Arbitrage Free Pricing
Most financial engineering models are what are known as relative pricing models. They price instruments based on prices of other instruments quoted in the market—an instrument's price is determined relative to other prices quoted in the market.
Financial theorists and economists often use what are known as absolute pricing models. These price instruments without regard for other prices quoted in the market. Instead, they base prices on economic theory, assumptions about the preferences of economic agents, supply and demand, etc.
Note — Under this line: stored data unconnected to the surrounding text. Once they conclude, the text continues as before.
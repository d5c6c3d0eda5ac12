// Copyright (C) 2026 Fred Clausen
// Use of this source code is governed by an MIT-style
// license that can be found in the LICENSE file or at
// https://opensource.org/licenses/MIT.

use crate::conflict::assigned_on_day;
use crate::recency::{RecencyWindow, day_difference, last_assignment_dates};
use crate::restriction::RestrictionPolicy;
use crate::roster::sort_roster;
use crate::types::{AssignmentsStore, DateKey, Role};
use serde::Serialize;
use std::collections::BTreeMap;

/// A person offered in the assignment picker for one date and role.
#[derive(Debug, Clone, PartialEq, Eq, Serialize)]
pub struct Candidate {
    /// Display name as on the roster.
    pub name: String,
    /// Most recent date the person holds any role, if ever.
    pub last_assigned: Option<DateKey>,
    /// Days from `last_assigned` to the edited date.
    pub days_since_last: Option<i64>,
    /// Inside the recency window (strictly after, at most `window` days).
    pub recently_assigned: bool,
    /// Already holds another role on the edited date. Saving is blocked.
    pub assigned_elsewhere: bool,
}

/// Builds the annotated, alphabetically sorted candidate list.
///
/// Eligibility filters the roster, recency is computed from the full
/// history and same-day conflicts exclude the role being edited.
#[must_use]
pub fn candidates(
    store: &AssignmentsStore,
    roster: &[String],
    date: DateKey,
    role: Role,
    policy: &RestrictionPolicy,
    window: RecencyWindow,
) -> Vec<Candidate> {
    let mut eligible: Vec<String> = policy.eligible_people(roster, role);
    sort_roster(&mut eligible);

    let last_dates: BTreeMap<String, DateKey> = last_assignment_dates(store);
    let busy: Vec<String> = assigned_on_day(store, &date, role);

    eligible
        .into_iter()
        .map(|name| {
            let last_assigned: Option<DateKey> = last_dates.get(&name).copied();
            let assigned_elsewhere: bool = busy.contains(&name);
            Candidate {
                days_since_last: last_assigned.map(|last| day_difference(last, date)),
                recently_assigned: last_assigned.is_some_and(|last| window.is_recent(last, date)),
                assigned_elsewhere,
                last_assigned,
                name,
            }
        })
        .collect()
}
Most absolute pricing models are what are known as equilibrium pricing models. They calculate at what prices a market will reach equilibrium—where supply and demand balance and the market clears. A shortcoming of many equilibrium models is the fact that they cannot be calibrated to current market prices. They calculate hypothetical equilibrium prices that generally don't match actual prices currently observed in the market. Because this violates the law of one price, such models are useless in a trading context. Equilibrium models are largely theoretical tools. Sharpe's capital asset pricing model is an equilibrium pricing model.
Most relative pricing models employed by financial engineers are based on the theory of arbitrage-free pricing. Prices are determined relative to other prices quoted in the market in such a manner as to preclude any arbitrage opportunities.
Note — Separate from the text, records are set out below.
/// Verify the migrations apply, revert and re-apply cleanly.
///
/// The schema after the second application must match the first one and
/// the `documents` table must have the columns the persistence layer maps.
fn verify_migrations() -> Result<()> {
    tracing::info!("Starting migration verification");

    let mut conn = SqliteConnection::establish(":memory:")
        .wrap_err("Failed to create SQLite in-memory database")?;

    conn.run_pending_migrations(MIGRATIONS)
        .map_err(|e| color_eyre::eyre::eyre!("Failed to apply migrations: {}", e))?;
    let first: BTreeMap<String, BTreeMap<String, Column>> = introspect_schema(&mut conn)?;
    tracing::info!(tables = first.len(), "Migrations applied");

    conn.revert_all_migrations(MIGRATIONS)
        .map_err(|e| color_eyre::eyre::eyre!("Failed to revert migrations: {}", e))?;
    let reverted: BTreeMap<String, BTreeMap<String, Column>> = introspect_schema(&mut conn)?;
    if !reverted.is_empty() {
        return Err(color_eyre::eyre::eyre!(
            "Tables left behind after reverting migrations: {:?}",
            reverted.keys().collect::<Vec<_>>()
        ));
    }
    tracing::info!("Migrations reverted");

    conn.run_pending_migrations(MIGRATIONS)
        .map_err(|e| color_eyre::eyre::eyre!("Failed to re-apply migrations: {}", e))?;
    let second: BTreeMap<String, BTreeMap<String, Column>> = introspect_schema(&mut conn)?;
    if first != second {
        return Err(color_eyre::eyre::eyre!(
            "Schema differs after re-applying migrations"
        ));
    }

    let documents: &BTreeMap<String, Column> = second
        .get("documents")
        .ok_or_else(|| color_eyre::eyre::eyre!("Table 'documents' is missing"))?;
    let mut errors: Vec<String> = Vec::new();
    for (name, normalized_type, nullable, primary_key) in DOCUMENT_COLUMNS {
        let expected = Column {
            normalized_type: normalized_type.to_string(),
            nullable,
            primary_key,
        };
        match documents.get(name) {
            Some(actual) if *actual == expected => {}
            Some(actual) => errors.push(format!(
                "Column 'documents.{name}': expected {expected:?}, found {actual:?}"
            )),
            None => errors.push(format!("Column 'documents.{name}' is missing")),
        }
    }
    if documents.len() != DOCUMENT_COLUMNS.len() {
        errors.push(format!(
            "Table 'documents' has {} columns, expected {}",
            documents.len(),
            DOCUMENT_COLUMNS.len()
        ));
    }

    if !errors.is_empty() {
        for error in &errors {
            tracing::error!("{error}");
        }
        return Err(color_eyre::eyre::eyre!(
            "Migration verification failed with {} errors",
            errors.len()
        ));
    }

    tracing::info!("✓ Migration verification passed");
    Ok(())
}

/// Introspect the user tables of a `SQLite` database
fn introspect_schema(
    conn: &mut SqliteConnection,
) -> Result<BTreeMap<String, BTreeMap<String, Column>>> {
    #[derive(QueryableByName)]
    struct TableName {
        #[diesel(sql_type = Text)]
        name: String,
    }

    #[derive(QueryableByName)]
    struct ColumnInfo {
        #[diesel(sql_type = Text)]
        name: String,
        #[diesel(sql_type = Text)]
        r#type: String,
        #[diesel(sql_type = Integer)]
        notnull: i32,
        #[diesel(sql_type = Integer)]
        pk: i32,
    }

    let tables: Vec<TableName> = diesel::sql_query(
        "SELECT name FROM sqlite_master WHERE type='table' \
         AND name NOT LIKE 'sqlite_%' AND name != '__diesel_schema_migrations' \
         ORDER BY name",
    )
    .load(conn)
    .wrap_err("Failed to query SQLite tables")?;

    let mut schema: BTreeMap<String, BTreeMap<String, Column>> = BTreeMap::new();
    for table in tables {
        let columns: Vec<ColumnInfo> =
            diesel::sql_query(format!("PRAGMA table_info({})", table.name))
                .load(conn)
                .wrap_err(format!("Failed to get columns for table {}", table.name))?;

        let columns: BTreeMap<String, Column> = columns
            .into_iter()
            .map(|col| {
                (
                    col.name,
                    Column {
                        normalized_type: normalize_sqlite_type(&col.r#type),
                        nullable: col.notnull == 0,
                        primary_key: col.pk > 0,
                    },
                )
            })
            .collect();
        schema.insert(table.name, columns);
    }

    Ok(schema)
}

/// Normalize `SQLite` type names to their storage class
fn normalize_sqlite_type(sqlite_type: &str) -> String {
    let upper = sqlite_type.to_uppercase();
    if upper.contains("INT") {
        "INTEGER".to_string()
    } else if upper.contains("CHAR") || upper.contains("TEXT") || upper.contains("CLOB") {
        "TEXT".to_string()
    } else if upper.contains("REAL") || upper.contains("FLOA") || upper.contains("DOUB") {
        "REAL".to_string()
    } else {
        upper
    }
}

/// Print every stored document of a server database
fn inspect_db(path: &str) -> Result<()> {
    #[derive(QueryableByName)]
    struct DocumentSummary {
        #[diesel(sql_type = Text)]
        document_key: String,
        #[diesel(sql_type = BigInt)]
        version: i64,
        #[diesel(sql_type = Text)]
        updated_at: String,
        #[diesel(sql_type = Text)]
        body: String,
    }

    let mut conn = SqliteConnection::establish(path)
        .wrap_err(format!("Failed to open database at {path}"))?;

    let documents: Vec<DocumentSummary> = diesel::sql_query(
        "SELECT document_key, version, updated_at, body FROM documents ORDER BY document_key",
    )
    .load(&mut conn)
    .wrap_err("Failed to read documents")?;

    if documents.is_empty() {
        tracing::info!("No documents stored in {path}");
        return Ok(());
    }

    for document in documents {
        let summary: String = match serde_json::from_str::<serde_json::Value>(&document.body) {
            Ok(value) => format!(
                "{} dates, {} people",
                value["assignments"].as_object().map_or(0, serde_json::Map::len),
                value["settings"]["people"].as_array().map_or(0, Vec::len)
            ),
            Err(err) => format!("unreadable body: {err}"),
        };
        tracing::info!(
            "{}: version {}, updated {}, {}",
            document.document_key,
            document.version,
            document.updated_at,
            summary
        );
    }

    Ok(())
}

/// An extension trait for `duct::Expression` that logs the command being run
/// before running it.
trait ExpressionExt {
    /// Run the command and log the command being run
    fn run_with_trace(&self) -> io::Result<Output>;
}

impl ExpressionExt for duct::Expression {
    fn run_with_trace(&self) -> io::Result<Output> {
        tracing::info!("running command: {:?}", self);
        self.run().inspect_err(|_| {
            // The command that was run may have scrolled off the screen, so repeat it here
            tracing::error!("failed to run command: {:?}", self);
        })
    }
}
An arbitrage condition is a relationship that must prevail between certain prices if they are to be arbitrage-free. Examples of arbitrage conditions are:
interest rate parity for forward exchange rates;
put-call parity for European options;
cash-and-carry arbitrage conditions for forward commodity prices.
With arbitrage-free pricing, financial engineers apply arbitrage conditions to prices that are observable in the market in order to determine other prices that are not. Standard formulas for pricing forwards, swaps and debt instruments are all derived using such arbitrage arguments. In complete markets, arbitrage-free pricing can be used to uniquely determine a price for any instrument. In incomplete markets, it may only place bounds on certain prices.
The groundbreaking Black-Scholes (1973) approach to pricing options is based on arbitrage-free pricing. Black and Scholes identified an arbitrage condition that, given certain simplifying assumptions, must hold between the price of an option and the value of a corresponding replicating portfolio. Based upon this, they were able to price options. That same approach, modified in many different ways, underlies essentially all models used today for pricing options and other derivative instruments in complete markets. In essence, much of financial engineering is little more than aggressive and creative use of arbitrage-free pricing.